In his talk, Delgado painted a vivid picture of the attack on the Arizona, reviewing the context of the Japanese air raid that turned the ship into what he described as "a twisted garden of steel." The 25-year-old ship was hit only 10 minutes into the bombing, which began at 7:55 a.m.
Isoruku Yamamoto, the marshal admiral who was commander-in-chief of the Combined Fleet of the Imperial Japanese Navy, had achieved the desired surprise of U.S. forces.
"Yamamoto never said he had awakened a sleeping giant — that's Hollywood — but it's pretty clear that he had," Delgado said. "A nation was roused to arms in a way that we would not see again until 15 years ago (the 9/11 attacks)."
In 1962, a decision was made to build a memorial straddling the wreckage of the USS Arizona, and that site will be the focal point this year of many events observing the 75th anniversary of the Pearl Harbor attack.
In 1983, a series of dives began with the purpose of measuring and mapping the ship. Delgado said a recent dive observed military uniforms still hanging in the decaying hull of the ship, which remains submerged in the harbor's shallow waters, visibly oozing oil after all these years.
Although concerns about the eventual collapse of its remains are well-founded, Delgado said, the USS Arizona is "an immortal battleship, among the ranks of the Monitor and the Maine." He said advances in laser technology have been "raising the ship virtually," producing 3-D maps, and this will help with its archival preservation.

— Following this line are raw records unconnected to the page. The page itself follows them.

//! Ad-signal classifier strategies.
//!
//! Two interchangeable implementations of [`AdClassifier`]: a tiered
//! heuristic over the scan index, and a direct Ad Library lookup. The
//! strategy is a deployment-time choice made in [`build_classifier`].

use std::sync::Arc;

use async_trait::async_trait;

use ads_library_client::{library_link, AdsLibraryClient};

use crate::config::{ClassifierKind, Config};
use crate::traits::{AdClassifier, ScanSearch};
use crate::types::{Classification, Indicator};

/// Ad-click tracking parameter: its presence in a scanned URL means the
/// visit came from a paid ad click.
const CLICK_ID_PARAM: &str = "fbclid";

/// Generic campaign-tracking parameter; the value is free-form, so source
/// attribution needs the marker scan below.
const CAMPAIGN_PARAM: &str = "utm_source";

/// Substrings that attribute campaign traffic to the Meta ad network. The
/// parameter value is free-form text, hence several literal spellings.
const META_SOURCE_MARKERS: &[&str] = &[
    "utm_source=facebook",
    "utm_source=fb",
    "utm_source=meta",
    "utm_source=instagram",
    "utm_source=ig",
    "fbclid=",
];

/// Records requested per heuristic sub-query. One hit confirms; a few give
/// the attribution scan something to work with.
const TIER_QUERY_SIZE: usize = 20;

/// Tiered heuristic classifier mining proxy signals from the scan index.
///
/// Decision procedure per domain:
/// 1. click-identifier hit → confirmed
/// 2. campaign hit attributable to Meta → confirmed
/// 3. campaign hits, none attributable → possible
/// 4. nothing → none
pub struct HeuristicClassifier {
    search: Arc<dyn ScanSearch>,
    country: String,
}

impl HeuristicClassifier {
    pub fn new(search: Arc<dyn ScanSearch>, country: impl Into<String>) -> Self {
        Self {
            search,
            country: country.into(),
        }
    }
}

#[async_trait]
impl AdClassifier for HeuristicClassifier {
    async fn classify(&self, domain: &str) -> Classification {
        if domain.is_empty() {
            return Classification::none();
        }

        // Tier 1: direct click-identifier signal.
        let query = format!("page.domain:{domain} AND page.url:\"{CLICK_ID_PARAM}\"");
        let outcome = self.search.search(&query, Some(TIER_QUERY_SIZE), None).await;
        if let Some(hit) = outcome.hits.first() {
            tracing::debug!(domain, total = outcome.total, "click-id signal found");
            return Classification::confirmed_from_hit(
                Indicator::ClickId,
                hit,
                outcome.total,
                library_link(domain, &self.country),
            );
        }
        let mut error = outcome.error;

        // Tier 2: campaign parameter with source attribution.
        let query = format!("page.domain:{domain} AND page.url:\"{CAMPAIGN_PARAM}\"");
        let outcome = self.search.search(&query, Some(TIER_QUERY_SIZE), None).await;
        for hit in &outcome.hits {
            let url = hit.page.url.to_lowercase();
            if META_SOURCE_MARKERS.iter().any(|m| url.contains(m)) {
                tracing::debug!(domain, url = %hit.page.url, "attributed campaign signal found");
                return Classification::confirmed_from_hit(
                    Indicator::CampaignAttributed,
                    hit,
                    outcome.total,
                    library_link(domain, &self.country),
                );
            }
        }

        // Tier 3: campaign traffic exists but nothing attributes it.
        if let Some(hit) = outcome.hits.first() {
            return Classification::possible_from_hit(Indicator::CampaignGeneric, hit, outcome.total);
        }

        // Tier 4: no signal. Carry the first upstream error note, if any.
        error = error.or(outcome.error);
        match error {
            Some(e) => Classification::none_with_error(e),
            None => Classification::none(),
        }
    }
}

/// Classifier backed by the ads-transparency library: any active ad record
/// matching the domain confirms. Fails closed (none, with an error note)
/// when no access token is configured.
pub struct AdsLibraryClassifier {
    client: AdsLibraryClient,
    country: String,
}

impl AdsLibraryClassifier {
    pub fn new(client: AdsLibraryClient, country: impl Into<String>) -> Self {
        Self {
            client,
            country: country.into(),
        }
    }
}

#[async_trait]
impl AdClassifier for AdsLibraryClassifier {
    async fn classify(&self, domain: &str) -> Classification {
        if domain.is_empty() {
            return Classification::none();
        }

        match self.client.search_active_ads(domain, &self.country).await {
            Ok(ads) if !ads.is_empty() => {
                let first = &ads[0];
                Classification {
                    status: crate::types::AdStatus::Confirmed,
                    indicator: Some(Indicator::AdsLibrary),
                    total_ads: Some(ads.len()),
                    fb_page: first.page_name.clone(),
                    delivery_start: first.ad_delivery_start_time.clone(),
                    library_link: Some(library_link(domain, &self.country)),
                    ..Classification::default()
                }
            }
            Ok(_) => Classification::none(),
            Err(e) => {
                tracing::warn!(domain, error = %e, "ad library lookup failed");
                Classification::none_with_error(e.to_string())
            }
        }
    }
}

/// Pick the classifier strategy configured for this deployment.
pub fn build_classifier(config: &Config, search: Arc<dyn ScanSearch>) -> Arc<dyn AdClassifier> {
    match config.classifier {
        ClassifierKind::Heuristic => {
            Arc::new(HeuristicClassifier::new(search, config.country.clone()))
        }
        ClassifierKind::AdsLibrary => {
            let client = AdsLibraryClient::new(config.fb_access_token.as_deref());
            Arc::new(AdsLibraryClassifier::new(client, config.country.clone()))
        }
    }
}

#[cfg(test)]
mod tests {
    use super::*;
    use crate::types::AdStatus;
    use std::sync::Mutex;
    use urlscan_client::{PageInfo, SearchHit, SearchOutcome};

    /// Mock search seam: canned outcomes keyed by a substring of the query.
    struct MockSearch {
        canned: Vec<(&'static str, SearchOutcome)>,
        queries: Mutex<Vec<String>>,
    }

    impl MockSearch {
        fn new(canned: Vec<(&'static str, SearchOutcome)>) -> Self {
            Self {
                canned,
                queries: Mutex::new(Vec::new()),
            }
        }
    }

    #[async_trait]
    impl ScanSearch for MockSearch {
        async fn search(
            &self,
            query: &str,
            _size: Option<usize>,
            _search_after: Option<&str>,
        ) -> SearchOutcome {
            self.queries.lock().unwrap().push(query.to_string());
            self.canned
                .iter()
                .find(|(needle, _)| query.contains(needle))
                .map(|(_, outcome)| outcome.clone())
                .unwrap_or_default()
        }
    }

    fn hit(url: &str) -> SearchHit {
        SearchHit {
            page: PageInfo {
                url: url.to_string(),
                ..PageInfo::default()
            },
            ..SearchHit::default()
        }
    }

    fn outcome(urls: &[&str]) -> SearchOutcome {
        SearchOutcome {
            hits: urls.iter().map(|u| hit(u)).collect(),
            total: urls.len() as u64,
            error: None,
        }
    }

    #[tokio::test]
    async fn tier1_click_id_confirms() {
        let search = Arc::new(MockSearch::new(vec![(
            "fbclid",
            outcome(&["https://acme.test/?fbclid=abc123"]),
        )]));
        let classifier = HeuristicClassifier::new(search.clone(), "BR");

        let c = classifier.classify("acme.test").await;
        assert_eq!(c.status, AdStatus::Confirmed);
        assert_eq!(c.indicator, Some(Indicator::ClickId));
        assert_eq!(c.example_url.as_deref(), Some("https://acme.test/?fbclid=abc123"));
        assert!(c.library_link.unwrap().contains("q=acme.test"));
        // Tier 1 short-circuits: no campaign sub-query issued.
        assert_eq!(search.queries.lock().unwrap().len(), 1);
    }

    #[tokio::test]
    async fn tier2_attributed_campaign_confirms() {
        let search = Arc::new(MockSearch::new(vec![(
            "utm_source",
            outcome(&[
                "https://acme.test/?utm_source=newsletter",
                "https://acme.test/?utm_source=Facebook&utm_campaign=promo",
            ]),
        )]));
        let classifier = HeuristicClassifier::new(search, "BR");

        let c = classifier.classify("acme.test").await;
        assert_eq!(c.status, AdStatus::Confirmed);
        assert_eq!(c.indicator, Some(Indicator::CampaignAttributed));
        assert!(c.example_url.unwrap().contains("utm_source=Facebook"));
    }

    #[tokio::test]
    async fn tier3_generic_campaign_is_possible() {
        let search = Arc::new(MockSearch::new(vec![(
            "utm_source",
            outcome(&["https://acme.test/?utm_source=newsletter"]),
        )]));
        let classifier = HeuristicClassifier::new(search, "BR");

        let c = classifier.classify("acme.test").await;
        assert_eq!(c.status, AdStatus::Possible);
        assert_eq!(c.indicator, Some(Indicator::CampaignGeneric));
        assert!(c.example_url.is_some());
    }

    #[tokio::test]
    async fn tier4_no_signal_is_none() {
        let search = Arc::new(MockSearch::new(vec![]));
        let classifier = HeuristicClassifier::new(search, "BR");

        let c = classifier.classify("acme.test").await;
        assert_eq!(c.status, AdStatus::None);
        assert!(c.indicator.is_none());
    }

    #[tokio::test]
    async fn failed_subqueries_degrade_to_none_with_note() {
        let failed = SearchOutcome {
            hits: Vec::new(),
            total: 0,
            error: Some("Network error: timeout".to_string()),
        };
        let search = Arc::new(MockSearch::new(vec![
            ("fbclid", failed.clone()),
            ("utm_source", failed),
        ]));
        let classifier = HeuristicClassifier::new(search, "BR");

        let c = classifier.classify("acme.test").await;
        assert_eq!(c.status, AdStatus::None);
        assert!(c.error.unwrap().contains("timeout"));
    }

    #[tokio::test]
    async fn verdict_is_always_one_of_three() {
        let search = Arc::new(MockSearch::new(vec![]));
        let classifier = HeuristicClassifier::new(search, "BR");
        let c = classifier.classify("acme.test").await;
        // Exhaustive by construction; confirmed/possible always carry a tag.
        match c.status {
            AdStatus::Confirmed | AdStatus::Possible => assert!(c.indicator.is_some()),
            AdStatus::None => {}
        }
    }

    #[tokio::test]
    async fn ads_library_without_token_fails_closed() {
        let client = AdsLibraryClient::new(None);
        let classifier = AdsLibraryClassifier::new(client, "BR");

        let c = classifier.classify("acme.test").await;
        assert_eq!(c.status, AdStatus::None);
        assert!(c.error.is_some());
    }
}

"It's the story of us, really," he said of the Arizona. "It's the story of people rendered exceptional by extraordinary circumstances. ... This great generation stood up and did their job, decisively ending the forces of fascism and bringing peace."
What'The Life and Legacy of the USS Arizona' exhibit of artifacts
WhereSpecial Collections, 1510 E. University Blvd.
WhenThrough Dec. 23 from 9 a.m. to 6 p.m. (closed weekends and holidays)
UA events observing the 75th anniversary of the attack on Pearl Harbor:
Saturday: USS Arizona survivor Lauren Bruner and other World War II veterans to be honored at UA-Hawaii football game. At 7:45 p.m., Arizona Stadium.
Oct. 28: Opening of two art exhibits focusing on the Navajo Code Talkers. At Worlds of Words, College of Education.
Nov. 3: Talk by Susan Crane, associate professor of history, and Steve Hussman of Special Collections on the important of memorials. At 6 p.m., Special Collections.
Nov. 7: 1970s film "Tora! Tora! Tora!," recounting what led to the Pearl Harbor attack. At 6 p.m., Gallagher Theater, Student Union Memorial Center. Discussion to follow.
Nov. 11: UA men's basketball vs. Michigan State in the Armed Forces Classic. At 5 p.m., Honolulu, Hawaii (ESPN telecast).
Nov. 14: 2006 film "Flags of Our Fathers," detailing the 1945 Battle of Iwo Jima and its aftermath. At 6 p.m., Gallagher Theater, Student Union Memorial Center. Discussion to follow.
Nov. 21: 2006 film "Letters From Iwo Jima," portraying the battle through the experience of Japanese soldiers. At 6 p.m., Gallagher Theater, Student Union Memorial Center. Discussion to follow.
Dec. 4: Dedication of the USS Arizona Mall Memorial, part of a Pearl Harbor remembrance ceremony. At 3 p.m., south side of Student Union Memorial Center.